Offline content generator/Installation/en

From mediawiki.org

These instructions are out of date. The most recent installation instructions can be found at wikitech:OCG#Installing_a_development_instance and in the README of the OCG service itself.

OCG is a tool collection under construction providing offline content rendering. It can be used in conjunction with the Collection Extension to provide book rendereing.

Installation[edit]

Usually public rendering servers may be used. Their address can be provided to the Collection Extension, which will use that. But sometimes it is necessary to install the rendering stack on own machines. In this case all systems were running Debian 7 (Wheezy). The installation on Ubuntu might be similar or even easier.

Prerequisites[edit]

OCG is developed in javascript running on an nodejs rendering server. For rendering the wikitext parser service Parsoid is used, while jobs are managed via redis. Creating the PDFs is done using XeTeX, provided via the texlive distribution.

Everyting for PDF-Rendering
sudo apt-get install texlive-xetex texlive-latex-recommended texlive-latex-extra  \
  texlive-generic-extra texlive-fonts-recommended texlive-fonts-extra             \
  fonts-hosny-amiri ttf-devanagari-fonts fonts-nafees ttf-indic-fonts             \
  ttf-malayalam-fonts fonts-arphic-uming fonts-arphic-ukai fonts-droid            \
  fonts-baekmuk texlive-lang-all latex-xcolor lmodern imagemagick librsvg2-bin    \
  unzip zip

(See mw-ocg-latexer/README.md and mw-ocg-latexer/.travis.yml for the most up-to-date package list.)

nodejs

Unfortunately the package provided by wheezy does not include npm therefore we have to compile node ourselves.

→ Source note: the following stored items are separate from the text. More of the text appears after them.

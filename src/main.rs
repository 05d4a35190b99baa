// SPDX-FileCopyrightText: 2026 Bruno Meilick
// SPDX-License-Identifier: LicenseRef-Naiad-FreeUse-NoCopy-NoDerivatives
//
// All rights reserved.
//
// This file is part of Naiad and is proprietary software.
// Unauthorized copying, modification, or distribution is prohibited.

//! Naiad CLI entrypoint.
//!
//! By default this runs the interactive TUI and serves the collaborator HTTP
//! API at `http://127.0.0.1:<port>/api/...` from the same diagram folder.
//!
//! Use `--serve` to run the HTTP API alone (headless deployments).

use std::error::Error;
use std::sync::Arc;

const DEFAULT_HTTP_PORT: u16 = 27441;

fn print_usage(program: &str) {
    eprintln!(
        "Usage:\n  {program} [<data-dir>] [--durable-writes] [--http-port <port>]\n  {program} [--data <dir>] [--durable-writes] [--http-port <port>]\n  {program} [<data-dir>] [--durable-writes] [--http-port <port>] --serve\n\nTUI mode (default) also serves the HTTP API at `http://127.0.0.1:<port>/api`.\n--http-port selects the port (0 = ephemeral; default {DEFAULT_HTTP_PORT}).\n\nIf data-dir/--data is omitted, the current working directory is used.\n\n--serve runs the HTTP API without the TUI.\n--durable-writes opts into slower, best-effort durable persistence (fsync/sync where supported)."
    );
}

#[derive(Debug, Default, Clone, PartialEq, Eq)]
struct CliOptions {
    serve: bool,
    data_dir: Option<String>,
    http_port: Option<u16>,
    durable_writes: bool,
}

fn parse_options(mut args: impl Iterator<Item = String>) -> Result<CliOptions, ()> {
    let mut options = CliOptions::default();

    while let Some(arg) = args.next() {
        match arg.as_str() {
            "--serve" => {
                if options.serve {
                    return Err(());
                }
                options.serve = true;
            }
            "--data" => {
                if options.data_dir.is_some() {
                    return Err(());
                }
                let dir = args.next().ok_or(())?;
                options.data_dir = Some(dir);
            }
            "--http-port" => {
                if options.http_port.is_some() {
                    return Err(());
                }
                let raw = args.next().ok_or(())?;
                let port: u16 = raw.parse().map_err(|_| ())?;
                options.http_port = Some(port);
            }
            "--durable-writes" => {
                if options.durable_writes {
                    return Err(());
                }
                options.durable_writes = true;
            }
            _ if arg.starts_with('-') => return Err(()),
            _ => {
                if options.data_dir.is_some() {
                    return Err(());
                }
                options.data_dir = Some(arg);
            }
        }
    }

    Ok(options)
}

fn main() {
    let result = (|| -> Result<(), Box<dyn Error>> {
        let mut args = std::env::args();
        let program = args.next().unwrap_or_else(|| "naiad".to_owned());

        let options = match parse_options(args) {
            Ok(options) => options,
            Err(()) => {
                print_usage(&program);
                std::process::exit(2);
            }
        };

        let dir = options.data_dir.unwrap_or_else(|| ".".to_owned());
        let folder = if options.durable_writes {
            naiad::store::DiagramFolder::new(dir)
                .with_durability(naiad::store::WriteDurability::Durable)
        } else {
            naiad::store::DiagramFolder::new(dir)
        };
        let folder = Arc::new(folder);
        let http_port = options.http_port.unwrap_or(DEFAULT_HTTP_PORT);

        let runtime = tokio::runtime::Builder::new_current_thread().enable_all().build()?;

        if options.serve {
            runtime.block_on(async move {
                let listener = tokio::net::TcpListener::bind(("127.0.0.1", http_port)).await?;
                let addr = listener.local_addr()?;
                eprintln!("naiad: serving HTTP API at http://{addr}/api");
                axum::serve(listener, naiad::api::router(folder)).await?;
                Ok::<(), Box<dyn Error>>(())
            })?;
            return Ok(());
        }

        runtime.block_on(async move {
            let listener = tokio::net::TcpListener::bind(("127.0.0.1", http_port)).await?;
            let router = naiad::api::router(folder.clone());

            let (shutdown_tx, shutdown_rx) = tokio::sync::oneshot::channel::<()>();
            let server_handle = tokio::spawn(async move {
                let serve = axum::serve(listener, router).with_graceful_shutdown(async move {
                    let _ = shutdown_rx.await;
                });
                if let Err(err) = serve.await {
                    eprintln!("naiad: HTTP server error: {err}");
                }
            });

            let tui_folder = folder.clone();
            let tui_join = tokio::task::spawn_blocking(move || {
                naiad::tui::run(Some(tui_folder)).map_err(|err| err.to_string())
            })
            .await;

            let _ = shutdown_tx.send(());
            let _ = server_handle.await;

            let tui_result = tui_join.map_err(|err| -> Box<dyn Error> { Box::new(err) })?;
            tui_result.map_err(|err| {
                Box::new(std::io::Error::other(err)) as Box<dyn Error>
            })?;
            Ok::<(), Box<dyn Error>>(())
        })?;

        Ok(())
    })();

    if let Err(err) = result {
        eprintln!("naiad: {err}");
        std::process::exit(1);
    }
}
// SPDX-FileCopyrightText: 2026 Bruno Meilick
// SPDX-License-Identifier: LicenseRef-Naiad-FreeUse-NoCopy-NoDerivatives
//
// All rights reserved.
//
// This file is part of Naiad and is proprietary software.
// Unauthorized copying, modification, or distribution is prohibited.

use super::geometry::{AnchorSide, Rect};
use super::{BASE_OFFSET, CLEARANCE_MARGIN, MAX_ATTEMPTS, OFFSET_BUMP, RANK_STEP};
use crate::model::Point;

/// The rank-derived starting offset for the widening loop.
pub fn base_offset(rank: usize) -> f64 {
    BASE_OFFSET + rank as f64 * RANK_STEP
}

/// Resolves the lane offset for one edge's vertical routing segment.
///
/// Starting from the rank-derived base offset, the lane is tested against
/// every obstacle box (endpoint nodes must already be excluded by the
/// caller): a collision is the lane x falling inside the box expanded by the
/// clearance margin while the box's vertical extent overlaps the edge's
/// expanded vertical span. Each collision widens the offset by a fixed bump.
/// The loop is hard-capped; when attempts run out the last offset is
/// accepted as-is, trading a clipped lane for guaranteed termination.
pub fn resolve_lane_offset(
    source: Point,
    target: Point,
    side: AnchorSide,
    rank: usize,
    obstacles: &[Rect],
) -> f64 {
    let span_min = source.y.min(target.y) - CLEARANCE_MARGIN;
    let span_max = source.y.max(target.y) + CLEARANCE_MARGIN;

    let mut offset = base_offset(rank);
    for attempt in 0..MAX_ATTEMPTS {
        let lane_x = side.lane_x(source.x, offset);
        let collides = obstacles.iter().any(|rect| {
            let expanded = rect.expand(CLEARANCE_MARGIN);
            expanded.contains_x(lane_x) && expanded.overlaps_vertical_span(span_min, span_max)
        });
        if !collides {
            return offset;
        }
        if attempt + 1 < MAX_ATTEMPTS {
            offset += OFFSET_BUMP;
        }
    }

    offset
}

#[cfg(test)]
mod tests {
    use super::{base_offset, resolve_lane_offset};
    use crate::layout::geometry::{AnchorSide, Rect};
    use crate::layout::{BASE_OFFSET, CLEARANCE_MARGIN, MAX_ATTEMPTS, OFFSET_BUMP, RANK_STEP};
    use crate::model::{Point, Size};

    #[test]
    fn clear_lane_accepts_the_base_offset() {
        let offset = resolve_lane_offset(
            Point::new(200.0, 75.0),
            Point::new(200.0, 375.0),
            AnchorSide::Right,
            0,
            &[],
        );
        assert_eq!(offset, BASE_OFFSET);
    }

    #[test]
    fn rank_raises_the_starting_offset() {
        assert_eq!(base_offset(0), BASE_OFFSET);
        assert_eq!(base_offset(3), BASE_OFFSET + 3.0 * RANK_STEP);

        let offset = resolve_lane_offset(
            Point::new(200.0, 75.0),
            Point::new(200.0, 375.0),
            AnchorSide::Right,
            2,
            &[],
        );
        assert_eq!(offset, base_offset(2));
    }

    #[test]
    fn blocked_lane_widens_past_the_obstacle() {
        // Obstacle straddling the base lane at x = 250.
        let blocker = Rect::new(Point::new(250.0, 150.0), Size::new(200.0, 150.0));
        let offset = resolve_lane_offset(
            Point::new(200.0, 75.0),
            Point::new(200.0, 375.0),
            AnchorSide::Right,
            0,
            &[blocker],
        );

        let lane_x = AnchorSide::Right.lane_x(200.0, offset);
        assert!(lane_x > 250.0 + 200.0 + CLEARANCE_MARGIN);
        assert!(offset > BASE_OFFSET);
    }

    #[test]
    fn obstacle_outside_vertical_span_is_ignored() {
        // Same x overlap as above, but far below the edge's span.
        let bystander = Rect::new(Point::new(250.0, 2000.0), Size::new(200.0, 150.0));
        let offset = resolve_lane_offset(
            Point::new(200.0, 75.0),
            Point::new(200.0, 375.0),
            AnchorSide::Right,
            0,
            &[bystander],
        );
        assert_eq!(offset, BASE_OFFSET);
    }

    #[test]
    fn left_side_lane_widens_leftward() {
        // Blocker straddling the base lane at x = -50.
        let blocker = Rect::new(Point::new(-120.0, 0.0), Size::new(200.0, 150.0));
        let offset = resolve_lane_offset(
            Point::new(0.0, 75.0),
            Point::new(0.0, 100.0),
            AnchorSide::Left,
            0,
            &[blocker],
        );

        let lane_x = AnchorSide::Left.lane_x(0.0, offset);
        assert!(lane_x < -120.0 - CLEARANCE_MARGIN);
        assert!(offset > BASE_OFFSET);
    }

    #[test]
    fn exhausted_attempts_accept_a_bounded_offset() {
        // A wall too wide to ever clear within the attempt budget.
        let wall = Rect::new(Point::new(0.0, 0.0), Size::new(10_000.0, 500.0));
        let offset = resolve_lane_offset(
            Point::new(200.0, 75.0),
            Point::new(200.0, 375.0),
            AnchorSide::Right,
            0,
            &[wall],
        );

        assert_eq!(
            offset,
            BASE_OFFSET + (MAX_ATTEMPTS - 1) as f64 * OFFSET_BUMP
        );
    }
}
// SPDX-FileCopyrightText: 2026 Bruno Meilick
// SPDX-License-Identifier: LicenseRef-Naiad-FreeUse-NoCopy-NoDerivatives
//
// All rights reserved.
//
// This file is part of Naiad and is proprietary software.
// Unauthorized copying, modification, or distribution is prohibited.

//! Flat folder of diagram records, one JSON file per diagram.
//!
//! Records are written atomically: the payload goes to a hidden temp file in
//! the same folder and is renamed over the target, so readers never observe a
//! half-written record. Saving without an id allocates the next numeric id,
//! mirroring what an autoincrementing row id would do.

use std::fmt;
use std::fs;
use std::io::{self, Write};
use std::path::{Path, PathBuf};
use std::time::{SystemTime, UNIX_EPOCH};

use serde::{Deserialize, Serialize};
use serde_json::Value;

use crate::model::{Diagram, DiagramId};

/// How hard a write tries to survive a crash or power loss.
#[derive(Debug, Clone, Copy, PartialEq, Eq, Default)]
pub enum WriteDurability {
    /// Write and rename without forcing data to stable storage. Fast, and
    /// fine for interactive editing where the last save can be redone.
    #[default]
    BestEffort,
    /// fsync the record (and, on Unix, the folder) before reporting success.
    Durable,
}

/// Listing entry: everything about a record except its diagram payload.
#[derive(Debug, Clone, PartialEq, Eq, Serialize, Deserialize)]
pub struct DiagramSummary {
    pub id: DiagramId,
    pub name: String,
    #[serde(rename = "updatedAt")]
    pub updated_at_millis: u64,
}

/// A stored diagram with its folder metadata.
#[derive(Debug, Clone, PartialEq)]
pub struct DiagramRecord {
    pub id: DiagramId,
    pub name: String,
    pub updated_at_millis: u64,
    pub diagram: Diagram,
}

/// Input to [`DiagramFolder::save_diagram`]. A missing id means "create".
#[derive(Debug, Clone, PartialEq, Deserialize)]
pub struct SavePayload {
    #[serde(default)]
    pub id: Option<DiagramId>,
    pub name: String,
    #[serde(rename = "data")]
    pub diagram: Diagram,
}

/// On-disk shape of one record. The diagram payload stays a raw JSON value
/// here so a corrupt payload does not take the record's metadata down with it.
#[derive(Debug, Serialize, Deserialize)]
struct RecordFile {
    id: DiagramId,
    name: String,
    #[serde(rename = "updatedAt")]
    updated_at_millis: u64,
    data: Value,
}

#[derive(Debug)]
pub struct DiagramFolder {
    root: PathBuf,
    durability: WriteDurability,
}

impl DiagramFolder {
    pub fn new(root: impl Into<PathBuf>) -> Self {
        Self {
            root: root.into(),
            durability: WriteDurability::default(),
        }
    }

    pub fn with_durability(mut self, durability: WriteDurability) -> Self {
        self.durability = durability;
        self
    }

    pub fn root(&self) -> &Path {
        &self.root
    }

    pub fn durability(&self) -> WriteDurability {
        self.durability
    }

    /// All records in the folder, most recently updated first. Records that
    /// tie on timestamp order by id so the listing is stable. A record that
    /// no longer reads or parses is skipped rather than failing the whole
    /// listing; one corrupt file must not hide the healthy ones.
    pub fn list_diagrams(&self) -> Result<Vec<DiagramSummary>, StoreError> {
        let mut summaries = Vec::new();
        let entries = match fs::read_dir(&self.root) {
            Ok(entries) => entries,
            Err(err) if err.kind() == io::ErrorKind::NotFound => return Ok(summaries),
            Err(err) => return Err(StoreError::io(&self.root, err)),
        };
        for entry in entries {
            let entry = entry.map_err(|err| StoreError::io(&self.root, err))?;
            let path = entry.path();
            if !is_record_path(&path) {
                continue;
            }
            let Ok(record) = read_record_file(&path) else {
                continue;
            };
            summaries.push(DiagramSummary {
                id: record.id,
                name: record.name,
                updated_at_millis: record.updated_at_millis,
            });
        }
        summaries.sort_by(|a, b| {
            b.updated_at_millis
                .cmp(&a.updated_at_millis)
                .then_with(|| a.id.cmp(&b.id))
        });
        Ok(summaries)
    }

    /// Loads one record, or `None` when no record has that id. A record whose
    /// diagram payload no longer parses degrades to an empty diagram carrying
    /// the record's name, so one bad save never locks the user out.
    pub fn load_diagram(&self, id: &DiagramId) -> Result<Option<DiagramRecord>, StoreError> {
        let path = self.record_path(id);
        if !path.exists() {
            return Ok(None);
        }
        let record = read_record_file(&path)?;
        let diagram = match serde_json::from_value::<Diagram>(record.data) {
            Ok(diagram) => diagram,
            Err(_) => Diagram::new(record.name.clone()),
        };
        Ok(Some(DiagramRecord {
            id: record.id,
            name: record.name,
            updated_at_millis: record.updated_at_millis,
            diagram,
        }))
    }

    /// Inserts or updates a record and returns its id. Without a payload id
    /// the next free numeric id is allocated; with one, the matching record
    /// is replaced (or created under that id). The update timestamp is always
    /// refreshed.
    pub fn save_diagram(&self, payload: &SavePayload) -> Result<DiagramId, StoreError> {
        let id = match &payload.id {
            Some(id) => id.clone(),
            None => self.allocate_id()?,
        };
        let record = RecordFile {
            id: id.clone(),
            name: payload.name.clone(),
            updated_at_millis: now_millis(),
            data: serde_json::to_value(&payload.diagram)
                .map_err(|err| StoreError::json(self.record_path(&id), err))?,
        };
        let path = self.record_path(&id);
        let bytes =
            serde_json::to_vec_pretty(&record).map_err(|err| StoreError::json(&path, err))?;
        self.write_atomic(&path, &bytes)?;
        Ok(id)
    }

    /// Removes a record. Deleting an id that does not exist is a no-op.
    pub fn delete_diagram(&self, id: &DiagramId) -> Result<(), StoreError> {
        let path = self.record_path(id);
        match fs::remove_file(&path) {
            Ok(()) => Ok(()),
            Err(err) if err.kind() == io::ErrorKind::NotFound => Ok(()),
            Err(err) => Err(StoreError::io(path, err)),
        }
    }

    fn record_path(&self, id: &DiagramId) -> PathBuf {
        // Ids cannot contain '/', so the join stays inside the folder.
        self.root.join(format!("{}.json", id.as_str()))
    }

    /// One past the highest purely numeric file stem. Non-numeric ids chosen
    /// by callers never collide with allocated ones and are simply skipped.
    fn allocate_id(&self) -> Result<DiagramId, StoreError> {
        let mut highest = 0u64;
        if let Ok(entries) = fs::read_dir(&self.root) {
            for entry in entries.flatten() {
                let path = entry.path();
                if !is_record_path(&path) {
                    continue;
                }
                if let Some(stem) = path.file_stem().and_then(|stem| stem.to_str()) {
                    if let Ok(n) = stem.parse::<u64>() {
                        highest = highest.max(n);
                    }
                }
            }
        }
        DiagramId::new((highest + 1).to_string())
            .map_err(|err| StoreError::InvalidId { source: err })
    }

    fn write_atomic(&self, path: &Path, bytes: &[u8]) -> Result<(), StoreError> {
        fs::create_dir_all(&self.root).map_err(|err| StoreError::io(&self.root, err))?;
        let file_name = path
            .file_name()
            .and_then(|name| name.to_str())
            .unwrap_or("record.json");
        let nanos = SystemTime::now()
            .duration_since(UNIX_EPOCH)
            .map(|d| d.as_nanos())
            .unwrap_or_default();
        let temp_path = self.root.join(format!(".naiad.tmp.{file_name}.{nanos}"));

        let result = (|| {
            let mut file = fs::OpenOptions::new()
                .write(true)
                .create_new(true)
                .open(&temp_path)
                .map_err(|err| StoreError::io(&temp_path, err))?;
            file.write_all(bytes)
                .map_err(|err| StoreError::io(&temp_path, err))?;
            if self.durability == WriteDurability::Durable {
                file.sync_all()
                    .map_err(|err| StoreError::io(&temp_path, err))?;
            }
            drop(file);
            rename_overwrite(&temp_path, path).map_err(|err| StoreError::io(path, err))
        })();
        if result.is_err() {
            let _ = fs::remove_file(&temp_path);
            return result;
        }

        #[cfg(unix)]
        if self.durability == WriteDurability::Durable {
            if let Ok(dir) = fs::File::open(&self.root) {
                let _ = dir.sync_all();
            }
        }
        Ok(())
    }
}

/// Rename that overwrites the destination. On Unix `rename` already replaces;
/// elsewhere a stale destination is removed first and the rename retried.
fn rename_overwrite(from: &Path, to: &Path) -> io::Result<()> {
    match fs::rename(from, to) {
        Ok(()) => Ok(()),
        Err(_) if to.exists() => {
            fs::remove_file(to)?;
            fs::rename(from, to)
        }
        Err(err) => Err(err),
    }
}

fn is_record_path(path: &Path) -> bool {
    let hidden = path
        .file_name()
        .and_then(|name| name.to_str())
        .map(|name| name.starts_with('.'))
        .unwrap_or(true);
    !hidden && path.extension().and_then(|ext| ext.to_str()) == Some("json")
}

fn read_record_file(path: &Path) -> Result<RecordFile, StoreError> {
    let bytes = fs::read(path).map_err(|err| StoreError::io(path, err))?;
    serde_json::from_slice(&bytes).map_err(|err| StoreError::json(path, err))
}

fn now_millis() -> u64 {
    SystemTime::now()
        .duration_since(UNIX_EPOCH)
        .map(|d| d.as_millis() as u64)
        .unwrap_or_default()
}

#[derive(Debug)]
pub enum StoreError {
    Io {
        path: PathBuf,
        source: io::Error,
    },
    Json {
        path: PathBuf,
        source: serde_json::Error,
    },
    InvalidId {
        source: crate::model::IdError,
    },
}

impl StoreError {
    fn io(path: impl Into<PathBuf>, source: io::Error) -> Self {
        Self::Io {
            path: path.into(),
            source,
        }
    }

    fn json(path: impl Into<PathBuf>, source: serde_json::Error) -> Self {
        Self::Json {
            path: path.into(),
            source,
        }
    }
}

impl fmt::Display for StoreError {
    fn fmt(&self, f: &mut fmt::Formatter<'_>) -> fmt::Result {
        match self {
            Self::Io { path, source } => {
                write!(f, "i/o error at {}: {source}", path.display())
            }
            Self::Json { path, source } => {
                write!(f, "invalid record at {}: {source}", path.display())
            }
            Self::InvalidId { source } => write!(f, "allocated id was invalid: {source}"),
        }
    }
}

impl std::error::Error for StoreError {
    fn source(&self) -> Option<&(dyn std::error::Error + 'static)> {
        match self {
            Self::Io { source, .. } => Some(source),
            Self::Json { source, .. } => Some(source),
            Self::InvalidId { source } => Some(source),
        }
    }
}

wget http://nodejs.org/dist/v0.10.25/node-v0.10.25.tar.gz
tar xfvz node-v0.10.25.tar.gz
cd node-v0.10.25
./configure
make
sudo make install
curl https://npmjs.org/install.sh | sudo sh


Redis server

Here we can use Debian's package:

sudo apt-get install redis-server


Parsoid

Parsoid is developed by the Wikimedia Foundation and available via git:

git clone https://gerrit.wikimedia.org/r/mediawiki/services/parsoid

There is also some configuration necessary. Therefore copy the provided example config and modify it:

cd parsoid/api
cp localsettings.js.example localsettings.js

The syntax of the configuration file is javascript. Wikis are defined as:

exports.setup = function( parsoidConfig ) {
  parsoidConfig.setInterwiki( 'wiki', 'http://wiki.example.com/api.php' );
};

With this also multiple wikis can be defined.

OCG Service[edit]

Download

OCG is also developed by the Wikimedia Foundation. Therefore the download is recommended via git:

git clone https://gerrit.wikimedia.org/r/mediawiki/services/ocg-collection
cd ocg-collection
git submodule update --init --recursive
./make.sh

This contains prebuilt binary modules and is not the recommended way to download or install OCG.


Configuration

The configuration file is best placed under /etc/mw-ocg-service.js:

module.exports = function (config) {
  config.coordinator.frontend_threads = 2;
  config.coordinator.backend_threads = "auto";
  config.backend.bundler.parsoid_api = "http://<server with parsoid>:8000";
  config.backend.bundler.bin = "mw-ocg-bundler/bin/mw-ocg-bundler";
  config.frontend.address = <IP address the server should be listening on>;
  config.backend.writers = {
    "rl": {
      "bin": "mw-ocg-latexer/bin/mw-ocg-latexer",
      "extension": ".pdf"
    }
  };
  return config;
}

Because this project is still under development, some configuration parameters may change very quick.

Wiki[edit]

As a frontend the Collection extension is used

cd extensions
git clone https://gerrit.wikimedia.org/r/mediawiki/extensions/Collection.git
Configuration
require_once("$IP/extensions/Collection/Collection.php");
$wgCollectionMWServeURL = "http://<rendering server>:17080";

Starting[edit]

Redis is already started, a restart is only necessary, when some configuration is changed. But parsoid and ocg-collection need to be started.

cd parsoid
node api/server.js &
cd ../ocg-collection
node mw-ocg-service/mw-ocg-service.js &

After starting netstat -tuln should output someting including those lines:

Proto Recv-Q Send-Q Local Address           Foreign Address         State      
tcp        0      0 0.0.0.0:8000            0.0.0.0:*               LISTEN     
tcp        0      0 127.0.0.1:6379          0.0.0.0:*               LISTEN     
tcp        0      0 0.0.0.0:17080           0.0.0.0:*               LISTEN     

Troubleshooting[edit]

When a rendering job wasn't successful and it is restarted, it will fail again because some temporary files are still there on the rendering server's filesystem. In this case, those files must be deleted from /tmp/.